Una delle cose che, a mio avviso, caratterizza in questo secolo i paesi occidentali e particolarmente l’Italia è l’enorme quantità (volte quasi eccessiva) di regole. Questo sistema complesso e intricato della regolamentazione ci accompagna dalla nascita fino alla fine vita (va molto di modo oggi questo termine) influenzando in modo significativo il nostro modo di essere e di vivere. Questo intricato sistema di regole vale oggi anche per l’università. Infatti tra i diversi sistemi di controllo, di regolamentazione, ha, in alcuni casi, burocratizzato e codificato il sistema universitario togliendo molta autonomia a chi opera in questo settore. Per contro, a volte, accade esattamente l’opposto: si lasciano dei vuoti normativi per dei settori di grande importanza per il mondo contemporaneo.
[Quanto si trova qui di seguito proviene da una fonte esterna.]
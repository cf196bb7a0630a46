//! Built-in Schema Descriptors for the three retail extracts.

use std::{fmt, path::Path};

use anyhow::{Context, Result, bail};
use clap::ValueEnum;
use rust_decimal::Decimal;

use crate::schema::{ColumnSpec, InvalidPolicy, MissingPolicy, Schema, SemanticType, Vocabulary};

#[derive(Debug, Clone, Copy, PartialEq, Eq, Hash, PartialOrd, Ord, ValueEnum)]
pub enum Dataset {
    Customers,
    Products,
    Sales,
}

impl Dataset {
    /// Preparation order: dimensions before facts.
    pub const ALL: [Dataset; 3] = [Dataset::Customers, Dataset::Products, Dataset::Sales];

    pub fn name(&self) -> &'static str {
        match self {
            Dataset::Customers => "customers",
            Dataset::Products => "products",
            Dataset::Sales => "sales",
        }
    }

    /// Warehouse table the prepared rows land in.
    pub fn table_name(&self) -> &'static str {
        match self {
            Dataset::Customers => "customer",
            Dataset::Products => "product",
            Dataset::Sales => "sale",
        }
    }

    pub fn raw_file_name(&self) -> String {
        format!("{}.csv", self.name())
    }

    pub fn prepared_file_name(&self) -> String {
        format!("{}_prepared.csv", self.name())
    }

    pub fn report_file_name(&self) -> String {
        format!("{}_report.json", self.name())
    }

    pub fn schema(&self) -> Schema {
        match self {
            Dataset::Customers => customer_schema(),
            Dataset::Products => product_schema(),
            Dataset::Sales => sale_schema(),
        }
    }

    /// Built-in descriptor, or the one in `override_path` when given. An
    /// override must describe this dataset.
    pub fn resolve_schema(&self, override_path: Option<&Path>) -> Result<Schema> {
        let Some(path) = override_path else {
            return Ok(self.schema());
        };
        let schema = Schema::load(path)
            .with_context(|| format!("Loading {} schema override", self.name()))?;
        if schema.dataset != self.name() {
            bail!(
                "Schema file {path:?} describes dataset '{}', expected '{}'",
                schema.dataset,
                self.name()
            );
        }
        Ok(schema)
    }
}

impl fmt::Display for Dataset {
    fn fmt(&self, f: &mut fmt::Formatter<'_>) -> fmt::Result {
        f.write_str(self.name())
    }
}

/// Loyalty points further than this many standard deviations from the mean
/// are outliers.
pub const OUTLIER_SIGMAS: Decimal = Decimal::from_parts(3, 0, 0, false, 0);

pub fn region_vocabulary() -> Vocabulary {
    Vocabulary::new(["North", "South", "East", "West", "South-West", "Central"])
        .synonym("Southwest", "South-West")
        .synonym("SW", "South-West")
}

pub fn engagement_vocabulary() -> Vocabulary {
    Vocabulary::new(["Mobile", "Desktop", "InStore"])
        .synonym("Kiosk", "InStore")
        .synonym("Tablet", "Mobile")
        .synonym("Web", "Desktop")
}

pub fn customer_schema() -> Schema {
    Schema::new(
        "customers",
        &["customer_id"],
        vec![
            ColumnSpec::new("customer_id", SemanticType::Integer)
                .required()
                .missing(MissingPolicy::DropRow)
                .on_invalid(InvalidPolicy::DropRow),
            ColumnSpec::new("region", SemanticType::Text).vocabulary(region_vocabulary()),
            ColumnSpec::new("join_date", SemanticType::Date),
            ColumnSpec::new("loyalty_points", SemanticType::Integer)
                .missing(MissingPolicy::FillMedian)
                .range(Some(Decimal::ZERO), None)
                .outlier(OUTLIER_SIGMAS),
            ColumnSpec::new("engagement_style", SemanticType::Text)
                .missing(MissingPolicy::FillMode)
                .vocabulary(engagement_vocabulary()),
        ],
    )
}

pub fn product_schema() -> Schema {
    Schema::new(
        "products",
        &["product_id"],
        vec![
            ColumnSpec::new("product_id", SemanticType::Integer)
                .required()
                .missing(MissingPolicy::DropRow)
                .on_invalid(InvalidPolicy::DropRow),
            ColumnSpec::new("product_name", SemanticType::Text),
            ColumnSpec::new("category", SemanticType::Text).missing(MissingPolicy::FillDefault),
            ColumnSpec::new("unit_price", SemanticType::Decimal)
                .scale(2)
                .range(Some(Decimal::ZERO), None),
        ],
    )
}

pub fn sale_schema() -> Schema {
    let fk = |name: &str| {
        ColumnSpec::new(name, SemanticType::ForeignKey).missing(MissingPolicy::DropRow)
    };
    Schema::new(
        "sales",
        &["sale_id"],
        vec![
            ColumnSpec::new("sale_id", SemanticType::Integer)
                .alias("transaction_id")
                .required()
                .missing(MissingPolicy::DropRow)
                .on_invalid(InvalidPolicy::DropRow),
            fk("customer_id"),
            fk("product_id"),
            fk("store_id"),
            ColumnSpec::new("campaign_id", SemanticType::ForeignKey)
                .missing(MissingPolicy::FillWith("0".to_string())),
            ColumnSpec::new("sale_amount", SemanticType::Decimal)
                .scale(2)
                .required()
                .missing(MissingPolicy::DropRow)
                .positive(),
            ColumnSpec::new("sale_date", SemanticType::Date)
                .required()
                .missing(MissingPolicy::DropRow),
            ColumnSpec::new("discount_percent", SemanticType::Decimal)
                .scale(2)
                .missing(MissingPolicy::FillWith("0".to_string()))
                .range(Some(Decimal::ZERO), Some(Decimal::ONE_HUNDRED)),
        ],
    )
}
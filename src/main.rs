fn main() {
    if let Err(err) = retail_scrub::run() {
        eprintln!("error: {err:#}");
        std::process::exit(1);
    }
}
Questo ad esempio accade per il settore della scienza dell’alimentazione, della dietetica e della nutrizione umana dove c’è un vuoto normativo per definire chi può fare cosa. Specialmente riguardo al percorso di studio necessario per poter affrontare questa importante professione. Questa mancanza di normative specifiche fa si che tutte le università vorrebbero far propria questa materia senza minimamente investire in questo settore. E così esistono dei corsi universitari - taluni abilitanti a svolgere ruoli professionali nell’ambito della Nutrizione Umana, Clinica e Preventiva - dove non è previsto nemmeno un esame in Alimentazione e Nutrizione umana. Questo secondo me è uno dei motivi per cui l’alimentazione è uno dei settori con la maggior quantità di individui che si improvvisano nutrizionisti e divulgano sbagliate e fantasiose teorie su diete miracolose. Per correre ai ripari su questa questione in questo volume viene pubblicata una presa di posizione della Fe.S.I.N. (Federazione delle società Italiane di Nutrizione) sulla formazione in Nutrizione Umana nei corsi di laurea di Giulia Cairella, al fine di proporre una adeguata pesatura dei saperi per la Nutrizione di base, la Nutrizione applicata e la Nutrizione clinica.